Parallel Download Challenge

A few weeks ago, I had a job interview and one of the challenges was to download some files in parallel. I found it very interesting, so I decided to write an article about it. Speaking a bit about the challenge, I was given the pooledDownload function, which receives a list of URLs, a connect function that returns a connection, the maximum number of allowed connections, and a list of URLs that should be downloaded and saved; the action should be done in parallel.

Acceptance Criteria

  1. All files must be downloaded and saved.
  2. The file content must be saved as soon as the file is downloaded.
  3. Downloads must be evenly distributed across connections.
  4. Each connection can only download one file at a time. To download more files in parallel, create more connections.
  5. Any open connection must be closed.
  6. If it is not possible to open a connection to the server, you must reject with an Error{:js} containing the message Connection Failed.
  7. If an error occurs during the download, you must reject with the same error.
  8. Sometimes the server may not have slots to handle the number of simultaneous connections. In that case, you must stop opening new connections when the server reaches the limit.
const pooledDownload = async (connect, save, downloadList, maxConcurrency) => {
  // Implement the function here
};
module.exports = pooledDownload;

Solution

The first step I took was to create the getConnections{:js} function. It receives the connect{:js} function and the maximum number of allowed connections, and returns an array of open connections.

const getConnections = async (connect, maxConcurrency) => {
  const connections = [];
  for (let i = 0; i < maxConcurrency; i++) {
    try {
      connections.push(await connect());
    } catch (e) {
      break;
    }
  }

  return connections;
};

I know that using break in the catch block is not a best practice, but it is a simple way to ensure compliance with criterion 8.

Now that we have the open connections, we can implement part of the pooledDownload{:js} function.

const pooledDownload = async (connect, save, downloadList, maxConcurrency) => {
  const filesToDownload = downloadList.slice(0);
  const maxConnectionNeeded = Math.min(maxConcurrency, downloadList.length);
  const connections = await getConnections(connect, maxConnectionNeeded);

  if (!connections || !connections.length) {
    throw new Error("connection failed");
  }
};

The first thing I did was create a copy of the list of files to be downloaded, then get the minimum between the number of allowed connections and the number of files to be downloaded, and then open the connections. If it is not possible to open any connection, I reject the Promise with an Error{:js} containing the message Connection Failed.

You might wonder why I use the minimum between the number of allowed connections and the number of files to be downloaded. This is to ensure that we do not open more connections than necessary.
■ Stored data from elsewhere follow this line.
//! Connection draining for graceful shutdown
//!
//! In-flight requests are counted through an RAII guard so that requests
//! cut short by the timeout layer still release their slot. Once draining
//! starts, new requests get 503 and shutdown waits for the count to reach
//! zero or for the drain timeout, whichever comes first.

use std::sync::atomic::{AtomicBool, AtomicU64, Ordering};
use std::sync::Arc;
use std::time::{Duration, Instant};

use axum::{
    extract::{Request, State},
    http::StatusCode,
    middleware::Next,
    response::{IntoResponse, Response},
    Json,
};
use serde::Serialize;
use tokio::sync::Notify;
use tracing::{error, info, warn};

use crate::error::ErrorResponse;

/// Drain bookkeeping shared by the middleware and the shutdown task
#[derive(Debug)]
pub struct ShutdownState {
    in_flight: AtomicU64,
    draining: AtomicBool,
    idle: Notify,
    drain_timeout: Duration,
    start_time: Instant,
}

impl ShutdownState {
    pub fn new(drain_timeout: Duration) -> Self {
        Self {
            in_flight: AtomicU64::new(0),
            draining: AtomicBool::new(false),
            idle: Notify::new(),
            drain_timeout,
            start_time: Instant::now(),
        }
    }

    /// Count a request until the returned guard drops
    pub fn track(self: &Arc<Self>) -> InFlightGuard {
        self.in_flight.fetch_add(1, Ordering::SeqCst);
        InFlightGuard {
            state: Arc::clone(self),
        }
    }

    fn release(&self) {
        if self.in_flight.fetch_sub(1, Ordering::SeqCst) == 1 {
            self.idle.notify_waiters();
        }
    }

    pub fn in_flight_count(&self) -> u64 {
        self.in_flight.load(Ordering::SeqCst)
    }

    pub fn is_draining(&self) -> bool {
        self.draining.load(Ordering::SeqCst)
    }

    pub fn is_ready(&self) -> bool {
        !self.is_draining()
    }

    /// Stop admitting new requests
    pub fn start_drain(&self) {
        if !self.draining.swap(true, Ordering::SeqCst) {
            info!(in_flight = self.in_flight_count(), "Draining, new requests will be rejected");
        }
    }

    pub fn drain_timeout(&self) -> Duration {
        self.drain_timeout
    }

    pub fn status(&self) -> DrainStatus {
        DrainStatus {
            draining: self.is_draining(),
            in_flight_requests: self.in_flight_count(),
            ready: self.is_ready(),
            uptime_seconds: self.start_time.elapsed().as_secs(),
        }
    }

    /// Wait until no request is in flight, giving up after the drain timeout.
    ///
    /// Returns whether the drain completed.
    pub async fn wait_for_drain(&self) -> bool {
        let drained = async {
            loop {
                // register before checking so a release in between is not missed
                let idle = self.idle.notified();
                if self.in_flight_count() == 0 {
                    return;
                }
                idle.await;
            }
        };

        match tokio::time::timeout(self.drain_timeout, drained).await {
            Ok(()) => {
                info!("All requests drained");
                true
            }
            Err(_) => {
                warn!(
                    remaining_requests = self.in_flight_count(),
                    timeout_ms = self.drain_timeout.as_millis() as u64,
                    "Drain timeout exceeded, forcing shutdown"
                );
                false
            }
        }
    }
}

impl Default for ShutdownState {
    fn default() -> Self {
        Self::new(Duration::from_secs(10))
    }
}

/// Releases one in-flight slot on drop
#[derive(Debug)]
pub struct InFlightGuard {
    state: Arc<ShutdownState>,
}

impl Drop for InFlightGuard {
    fn drop(&mut self) {
        self.state.release();
    }
}

/// Drain status response
#[derive(Debug, Serialize)]
pub struct DrainStatus {
    pub draining: bool,
    pub in_flight_requests: u64,
    pub ready: bool,
    pub uptime_seconds: u64,
}

/// Reject requests while draining, count the rest
pub async fn request_tracking_middleware(
    State(shutdown): State<Arc<ShutdownState>>,
    request: Request,
    next: Next,
) -> Result<Response, DrainError> {
    if shutdown.is_draining() {
        return Err(DrainError);
    }

    let _guard = shutdown.track();
    Ok(next.run(request).await)
}

/// Returned for requests that arrive while draining
#[derive(Debug)]
pub struct DrainError;

impl IntoResponse for DrainError {
    fn into_response(self) -> Response {
        let body = ErrorResponse::new(
            "service_unavailable",
            "Server is shutting down. Please retry your request.",
        )
        .with_code("draining");
        (StatusCode::SERVICE_UNAVAILABLE, Json(body)).into_response()
    }
}

/// Resolve on Ctrl+C or SIGTERM, then drain in-flight requests
pub async fn graceful_shutdown(shutdown_state: Arc<ShutdownState>) {
    let ctrl_c = async {
        if let Err(e) = tokio::signal::ctrl_c().await {
            error!(error = %e, "Failed to listen for Ctrl+C");
            std::future::pending::<()>().await;
        }
    };

    #[cfg(unix)]
    let terminate = async {
        match tokio::signal::unix::signal(tokio::signal::unix::SignalKind::terminate()) {
            Ok(mut signal) => {
                signal.recv().await;
            }
            Err(e) => {
                error!(error = %e, "Failed to install SIGTERM handler");
                std::future::pending::<()>().await;
            }
        }
    };

    #[cfg(not(unix))]
    let terminate = std::future::pending::<()>();

    tokio::select! {
        _ = ctrl_c => info!("Received Ctrl+C"),
        _ = terminate => info!("Received SIGTERM"),
    }

    shutdown_state.start_drain();
    shutdown_state.wait_for_drain().await;
}
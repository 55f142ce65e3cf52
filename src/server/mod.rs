//! HTTP server implementation
//!
//! Axum front-end exposing the calculator as a JSON API, plus health,
//! readiness, Prometheus metrics and admin endpoints.

mod handlers;
mod middleware;
mod routes;
mod state;
pub mod shutdown;

pub use handlers::*;
pub use middleware::*;
pub use routes::*;
pub use shutdown::*;
pub use state::*;

use std::net::SocketAddr;

use axum::extract::DefaultBodyLimit;
use axum::Router;
use tower::ServiceBuilder;
use tower_http::{cors::CorsLayer, timeout::TimeoutLayer, trace::TraceLayer};
use tracing::info;

use crate::config::CalculatorConfig;
use crate::telemetry::init_telemetry;

/// Run the calculator server until Ctrl+C or SIGTERM
pub async fn run_server(config: CalculatorConfig) -> anyhow::Result<()> {
    init_telemetry(&config.telemetry)?;

    let addr: SocketAddr = config.server.socket_addr()?;

    let state = AppState::new(config.clone());
    let shutdown_state = state.shutdown.clone();
    let app = create_router(state);

    info!(
        "Starting M/M/s queue calculator v{} on {}",
        env!("CARGO_PKG_VERSION"),
        addr
    );
    info!("Request timeout: {:?}", config.server.request_timeout);
    info!("CORS: {}", if config.server.cors_enabled { "enabled" } else { "disabled" });

    let listener = tokio::net::TcpListener::bind(addr).await?;

    axum::serve(listener, app)
        .with_graceful_shutdown(graceful_shutdown(shutdown_state))
        .await?;

    info!("Server shutdown complete");
    Ok(())
}

/// Create the main router with all routes
pub fn create_router(state: AppState) -> Router {
    let config = state.config.clone();

    let middleware = ServiceBuilder::new()
        .layer(TraceLayer::new_for_http())
        .layer(TimeoutLayer::new(config.server.request_timeout));

    let mut router = Router::new()
        .merge(routes::queue_routes())
        .merge(routes::admin_routes())
        .merge(routes::health_routes(&config.telemetry.metrics_path))
        .layer(axum::middleware::from_fn_with_state(
            state.shutdown.clone(),
            request_tracking_middleware,
        ))
        .layer(axum::middleware::from_fn(logging_middleware))
        .layer(axum::middleware::from_fn(request_id_middleware))
        .layer(DefaultBodyLimit::max(config.server.max_body_bytes))
        .layer(middleware);

    if config.server.cors_enabled {
        router = router.layer(CorsLayer::permissive());
    }

    router.with_state(state)
}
The next step is to create a loop that will download the files.

const promise = [];
for (let i = 0; i < maxConnectionNeeded; i++) {
  promise.push(execute(connections, filesToDownload, save));
}

try {
  await Promise.all(promise);
} finally {
  // close connections
}

The execute{:js} function is responsible for downloading the files, and this is where the magic happens.
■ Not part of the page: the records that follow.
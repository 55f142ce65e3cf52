//! mms-queue CLI
//!
//! Closed-form M/M/s queue metrics calculator.

use std::process::ExitCode;

use clap::Parser;

use mms_queue::cli::{execute, Cli};
use mms_queue::QueueError;

#[tokio::main]
async fn main() -> ExitCode {
    let cli = Cli::parse();

    match execute(cli).await {
        Ok(()) => ExitCode::SUCCESS,
        Err(err) => match err.downcast_ref::<QueueError>() {
            // already reported on stdout
            Some(e @ QueueError::UnstableSystem { .. }) => ExitCode::from(e.exit_code()),
            Some(e) => {
                eprintln!("Error: {:#}", err);
                ExitCode::from(e.exit_code())
            }
            None => {
                eprintln!("Error: {:#}", err);
                ExitCode::FAILURE
            }
        },
    }
}
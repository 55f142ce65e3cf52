//! Interactive prompt sequence
//!
//! Reads the six calculator inputs one line at a time. Generic over the
//! reader and writer so the flow can be driven from memory in tests.

use std::io::{BufRead, Write};

use crate::error::{QueueError, QueueResult};
use crate::types::{validate_positive, validate_servers, QueueInputs, RateInput, TimeUnit, ValueKind};

/// Line-oriented prompter over any reader/writer pair
pub struct Prompter<R, W> {
    input: R,
    output: W,
}

impl<R: BufRead, W: Write> Prompter<R, W> {
    pub fn new(input: R, output: W) -> Self {
        Self { input, output }
    }

    /// Write `label: ` and read one trimmed line
    fn ask(&mut self, label: &str, field: &str) -> QueueResult<String> {
        write!(self.output, "{}: ", label)?;
        self.output.flush()?;

        let mut line = String::new();
        if self.input.read_line(&mut line)? == 0 {
            return Err(QueueError::invalid_input(field, "no input provided"));
        }
        Ok(line.trim().to_string())
    }

    pub fn read_kind(&mut self, role: &str) -> QueueResult<ValueKind> {
        let field = format!("{} type", role);
        let label = format!("Enter 'r' for rate or 'm' for mean ({})", role);
        let raw = self.ask(&label, &field)?;
        raw.parse().map_err(|e: String| QueueError::invalid_input(field, e))
    }

    pub fn read_value(&mut self, role: &str) -> QueueResult<f64> {
        let field = format!("{} value", role);
        let raw = self.ask(&format!("Enter {} value", role), &field)?;
        let value: f64 = raw.parse().map_err(|_| {
            QueueError::invalid_input(field.as_str(), format!("expected a number, got '{}'", raw))
        })?;
        validate_positive(&field, value)?;
        Ok(value)
    }

    pub fn read_unit(&mut self) -> QueueResult<TimeUnit> {
        let raw = self.ask("Enter time unit (hour/min/sec)", "time unit")?;
        Ok(TimeUnit::parse_lenient(&raw))
    }

    pub fn read_servers(&mut self) -> QueueResult<u32> {
        let raw = self.ask("Enter number of servers (s)", "servers")?;
        let servers: u32 = raw.parse().map_err(|_| {
            QueueError::invalid_input("servers", format!("expected a positive integer, got '{}'", raw))
        })?;
        validate_servers(servers)?;
        Ok(servers)
    }

    /// Run the full prompt sequence, stopping at the first bad answer
    pub fn read_inputs(&mut self) -> QueueResult<QueueInputs> {
        let arrival_kind = self.read_kind("arrival")?;
        let arrival = self.read_value("arrival")?;
        let service_kind = self.read_kind("service")?;
        let service = self.read_value("service")?;
        let time_unit = self.read_unit()?;
        let servers = self.read_servers()?;

        Ok(QueueInputs::new(
            RateInput { kind: arrival_kind, value: arrival },
            RateInput { kind: service_kind, value: service },
            time_unit,
            servers,
        ))
    }

    pub fn into_output(self) -> W {
        self.output
    }
}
const execute = (connections, downloadList, save) => {
  if (downloadList.length === 0 || connections.length === 0) return Promise.resolve();

  const currentDownload = downloadList.shift();
  const connection = connections.pop();

  return connection
    .download(currentDownload)
    .then((result) => {
      save(result);
      connections.unshift(connection);
      return execute(connections, downloadList, save);
    })
    .catch((e) => {
      downloadList.unshift(currentDownload);
      return Promise.reject(e);
    });
};

What happens in the execute{:js} function is that I check whether there are still files to be downloaded and whether there are still open connections. If not, I return a resolved promise. Then I take the first file from the list of files to be downloaded and the first open connection, download the file, save its content, put the connection back at the beginning of the connections array, and call the execute{:js} function again. If an error occurs during the download, I put the file back in the list of files to be downloaded and reject the promise with the same error.

Finally, I close the connections.

try {
  await Promise.all(promise);
} finally {
  connections.forEach((connection) => connection.close());
}

Conclusion

This was a very interesting challenge. I really enjoyed working on it, learned a lot, and I hope you learned something too. If you have any questions, suggestions, or feedback, please send me a message. I would love to hear what you have to say.
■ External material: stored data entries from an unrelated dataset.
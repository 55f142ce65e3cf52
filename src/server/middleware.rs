//! HTTP middleware: request ids and access logging

use axum::{
    extract::Request,
    http::HeaderValue,
    middleware::Next,
    response::Response,
};
use std::time::Instant;
use tracing::{info, warn};
use uuid::Uuid;

pub const REQUEST_ID_HEADER: &str = "x-request-id";

/// Request ID extension
#[derive(Clone, Debug)]
pub struct RequestId(pub String);

/// Attach a request id (client supplied or uuid v4) and echo it back
pub async fn request_id_middleware(
    mut request: Request,
    next: Next,
) -> Response {
    let request_id = request
        .headers()
        .get(REQUEST_ID_HEADER)
        .and_then(|v| v.to_str().ok())
        .map(|s| s.to_string())
        .unwrap_or_else(|| Uuid::new_v4().to_string());

    request.extensions_mut().insert(RequestId(request_id.clone()));

    let mut response = next.run(request).await;

    if let Ok(value) = HeaderValue::from_str(&request_id) {
        response.headers_mut().insert(REQUEST_ID_HEADER, value);
    }

    response
}

/// Logging middleware
pub async fn logging_middleware(
    request: Request,
    next: Next,
) -> Response {
    let start = Instant::now();
    let method = request.method().clone();
    let uri = request.uri().clone();

    let request_id = request
        .extensions()
        .get::<RequestId>()
        .map(|r| r.0.clone())
        .unwrap_or_else(|| "unknown".to_string());

    let response = next.run(request).await;

    let duration = start.elapsed();
    let status = response.status();

    if status.is_server_error() {
        warn!(
            request_id = %request_id,
            method = %method,
            uri = %uri,
            status = status.as_u16(),
            duration_us = duration.as_micros() as u64,
            "Request failed"
        );
    } else {
        info!(
            request_id = %request_id,
            method = %method,
            uri = %uri,
            status = status.as_u16(),
            duration_us = duration.as_micros() as u64,
            "Request completed"
        );
    }

    response
}
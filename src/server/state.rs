//! Server state management

use std::sync::Arc;
use crate::config::CalculatorConfig;
use crate::engine::QueueCalculator;
use crate::telemetry::CalculatorMetrics;
use super::shutdown::ShutdownState;

/// Shared application state
#[derive(Clone)]
pub struct AppState {
    pub calculator: Arc<QueueCalculator>,
    pub metrics: Arc<CalculatorMetrics>,
    pub config: Arc<CalculatorConfig>,
    pub shutdown: Arc<ShutdownState>,
}

impl AppState {
    pub fn new(config: CalculatorConfig) -> Self {
        Self {
            calculator: Arc::new(QueueCalculator::new()),
            metrics: Arc::new(CalculatorMetrics::new()),
            shutdown: Arc::new(ShutdownState::new(config.server.drain_timeout)),
            config: Arc::new(config),
        }
    }
}
//! Telemetry and observability module
//!
//! Provides:
//! - Structured logging with tracing (written to stderr)
//! - Prometheus-format metrics for the HTTP front-end

mod metrics;

pub use metrics::*;

use tracing_subscriber::{layer::SubscriberExt, util::SubscriberInitExt, EnvFilter};

use crate::config::TelemetryConfig;
use crate::error::{QueueError, QueueResult};

/// Initialize the telemetry subsystem
pub fn init_telemetry(config: &TelemetryConfig) -> QueueResult<()> {
    if !config.enabled {
        return Ok(());
    }

    // RUST_LOG wins over the configured level
    let env_filter = EnvFilter::try_from_default_env()
        .unwrap_or_else(|_| EnvFilter::new(&config.log_level));

    let subscriber = tracing_subscriber::registry()
        .with(env_filter);

    // stdout carries reports, so logs go to stderr
    let result = if config.json_logs {
        let json_layer = tracing_subscriber::fmt::layer()
            .json()
            .with_writer(std::io::stderr)
            .with_file(true)
            .with_line_number(true)
            .with_thread_ids(true)
            .with_target(true);

        subscriber.with(json_layer).try_init()
    } else {
        let fmt_layer = tracing_subscriber::fmt::layer()
            .with_writer(std::io::stderr)
            .with_file(false)
            .with_line_number(false)
            .with_target(true)
            .compact();

        subscriber.with(fmt_layer).try_init()
    };

    result.map_err(|e| QueueError::Config(format!("Failed to initialize logging: {}", e)))?;

    tracing::debug!(
        service = %config.service_name,
        version = %env!("CARGO_PKG_VERSION"),
        "Telemetry initialized"
    );

    Ok(())
}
The final result looks like this:

const getConnections = async (connect, maxConcurrency) => {
  const connections = [];
  for (let i = 0; i < maxConcurrency; i++) {
    try {
      connections.push(await connect());
    } catch (e) {
      break;
    }
  }

  return connections;
};

const execute = (connections, downloadList, save) => {
  if (downloadList.length === 0 || connections.length === 0) return Promise.resolve();

  const currentDownload = downloadList.shift();
  const connection = connections.pop();

  return connection
    .download(currentDownload)
    .then((result) => {
      save(result);
      connections.unshift(connection);
      return execute(connections, downloadList, save);
    })
    .catch((e) => {
      downloadList.unshift(currentDownload);
      return Promise.reject(e);
    });
};

const pooledDownload = async (connect, save, downloadList, maxConcurrency) => {
  const filesToDownload = downloadList.slice(0);
  const maxConnectionNeeded = Math.min(maxConcurrency, downloadList.length);
  const connections = await getConnections(connect, maxConnectionNeeded);

  if (!connections || !connections.length) {
    throw new Error("connection failed");
  }

  const promise = [];
  for (let i = 0; i < maxConnectionNeeded; i++) {
    promise.push(execute(connections, filesToDownload, save));
  }

  try {
    await Promise.all(promise);
  } finally {
    connections.forEach((connection) => connection.close());
  }
};

module.exports = pooledDownload;